Creio que todos que gostam muito de literatura já experimentaram a frustração de não conseguir levar uma leitura adiante: você se vê empacado nas mesmas páginas por dias até se dar conta de que não adianta insistir. A leitura começa a ficar sofrida, sinal de parar.

Passei por essa experiência recentemente com “A Colher que Desaparece” de Sam Kean. Não-ficção é um dos meus estilos literários preferidos, falando de história da ciência então, sou fisgada na hora.  Logo na capa do livro está escrito “E outras histórias reais de loucura, amor e morte a partir dos elementos químicos”. O que me fez pensar que seria um livro que focaria na parte humana da história por trás da descoberta dos elementos químicos e da construção da tabela periódica. No site da editora que lançou a obra no Brasil, a Zahar, há também uma sinopse que faz o livro parecer ainda mais legal.

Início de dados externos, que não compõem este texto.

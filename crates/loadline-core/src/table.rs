//! Header + records view over delimited text (patronage files, GTFS tables, positions files).

use crate::{Error, Result};
use std::path::Path;

#[derive(Debug, Clone, PartialEq, Eq)]
pub struct Record {
    /// 1-based line the record starts on.
    pub line: usize,
    pub fields: Vec<String>,
}

impl Record {
    /// Field at `idx`, or `""` when the record is short.
    pub fn get(&self, idx: usize) -> &str {
        self.fields.get(idx).map(String::as_str).unwrap_or("")
    }
}

#[derive(Debug, Clone, Default)]
pub struct Table {
    header: Vec<String>,
    records: Vec<Record>,
}

impl Table {
    /// Parses `text`, picking the delimiter from the header line.
    pub fn parse(text: &str) -> Result<Self> {
        let text = text.strip_prefix('\u{feff}').unwrap_or(text);
        Self::parse_with_delimiter(text, detect_delimiter(text))
    }

    pub fn parse_with_delimiter(text: &str, delimiter: u8) -> Result<Self> {
        let mut rows = Vec::new();
        for (idx, result) in reader(text, delimiter).records().enumerate() {
            let record = result.map_err(csv_error)?;
            let line = record.position().map_or(idx + 1, |p| p.line() as usize);
            let fields: Vec<String> = record.iter().map(str::to_string).collect();
            if fields.iter().all(|f| f.trim().is_empty()) {
                continue;
            }
            rows.push(Record { line, fields });
        }

        let mut it = rows.into_iter();
        let Some(header) = it.next() else {
            return Ok(Self::default());
        };
        let header = header
            .fields
            .into_iter()
            .map(|h| h.trim().to_string())
            .collect::<Vec<_>>();
        let width = header.len();
        let records = it
            .map(|mut r| {
                if r.fields.len() < width {
                    r.fields.resize(width, String::new());
                }
                r
            })
            .collect();

        Ok(Self { header, records })
    }

    pub fn read(path: &Path) -> Result<Self> {
        let text = std::fs::read_to_string(path).map_err(|e| Error::io(path, e))?;
        Self::parse(&text)
    }

    pub fn header(&self) -> &[String] {
        &self.header
    }

    pub fn records(&self) -> &[Record] {
        &self.records
    }

    pub fn len(&self) -> usize {
        self.records.len()
    }

    pub fn is_empty(&self) -> bool {
        self.records.is_empty()
    }

    /// Index of the header cell named `name`.
    pub fn column(&self, name: &str) -> Result<usize> {
        self.column_opt(name).ok_or_else(|| Error::MissingColumn {
            column: name.to_string(),
        })
    }

    pub fn column_opt(&self, name: &str) -> Option<usize> {
        self.header.iter().position(|h| h == name)
    }
}

/// Comma-separated `header` then `rows`, `\n`-terminated, quoting only where needed.
pub fn write_csv<R, F, S>(header: &[&str], rows: R) -> Result<String>
where
    R: IntoIterator<Item = F>,
    F: IntoIterator<Item = S>,
    S: AsRef<[u8]>,
{
    let mut wtr = csv::WriterBuilder::new()
        .terminator(csv::Terminator::Any(b'\n'))
        .from_writer(Vec::new());
    wtr.write_record(header)?;
    for row in rows {
        wtr.write_record(row)?;
    }
    let bytes = wtr
        .into_inner()
        .map_err(|e| csv::Error::from(e.into_error()))?;
    String::from_utf8(bytes).map_err(|e| Error::CsvParse {
        line: 0,
        message: e.to_string(),
    })
}

const DELIMITERS: [u8; 4] = [b',', b';', b'\t', b'|'];

fn reader(text: &str, delimiter: u8) -> csv::Reader<&[u8]> {
    csv::ReaderBuilder::new()
        .delimiter(delimiter)
        .has_headers(false)
        .flexible(true)
        .from_reader(text.as_bytes())
}

/// The candidate that splits the header into the most fields, quotes respected.
/// Ties go to the earlier candidate; a single-column header reads as comma-separated.
fn detect_delimiter(text: &str) -> u8 {
    let mut best = (b',', 1);
    for delimiter in DELIMITERS {
        let width = reader(text, delimiter)
            .records()
            .next()
            .and_then(|r| r.ok())
            .map_or(0, |r| r.len());
        if width > best.1 {
            best = (delimiter, width);
        }
    }
    best.0
}

fn csv_error(err: csv::Error) -> Error {
    Error::CsvParse {
        line: err.position().map_or(0, |p| p.line() as usize),
        message: err.to_string(),
    }
}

Eis que já nas primeiras páginas Sam me despeja uma tonelada de conteúdo sobre química,  que parte está em algum lugar escondido do meu cérebro de “pessoa de humanas”. De início achei que seria uma ótima oportunidade para desenterrar essas informações da minha mente e finalmente conseguir entender, mesmo que superficialmente, conceitos fracos na minha formação escolar. Tive apenas um professor de química realmente bom, no primeiro ano do ensino médio, que infelizmente trabalhou com a minha turma por pouco tempo. Pra quem não nasceu pra “exatas” e teve uma base muito ruim (minha professora de matemática dos primeiros anos do ensino fundamental era péssima) ter tido professores de química displicentes não facilitou em nada.

No entanto, Kean não escreveu o livro para pessoas como eu. Para quem gosta de química o conteúdo abordado pelo autor pode parecer muito simples. Só que a obra não é vendida como algo para quem lembra bem das aulas do colégio ou tem formação na área. A descrição feita para promovê-lo me fez pensar que era algo na linha de “A vida Imortal de Henrietta Lacks” (de Rebecca Skloot), por exemplo. Ou como “O Imperador de todos os males – Uma biografia do câncer” (de Siddhartha Mukherjee), livro também escrito por alguém que não é jornalista e usa de história humana para falar de um tema tão complexo.

Mesmo com um começo difícil dei uma chance ao livro pensando que aquilo seria penas uma introdução. Uma forma de situar melhor os leitores, principalmente aqueles como eu. Porém, Kean só dá um gostinho do que a obra prometia ser e volta a fazer seu próprio livro (nem tão) didático de química. Me senti em uma aula de ensino médio que não acabaria nunca. O texto não é atrativo, é cansativo.

Quando vi que Sam não é jornalista compreendi um pouco da dificuldade em fazer do assunto algo acessível e sedutor e em se desprender um pouco das aulas de química. Não que para fazer um bom livro deste tipo seja imprescindível ser jornalista. Mas é necessário pensar um pouco como um. É o caso de Siddhartha Mukherjee, médico oncologista. Sua “biografia” do câncer ganhou um Pulitzer. Ele conseguiu explicar todos os mecanismos químicos/biológicos do câncer com muita clareza, mesclando as informações mais “técnicas” com a parte histórica e humana. Era isso que eu esperava de “A Colher que Desaparece”. O pior é que Kean tem outros livros que prometem a mesma coisa, com temas muito interessantes. Ainda quero dar uma nova chance ao autor, mas já não tenho expectativas tão boas.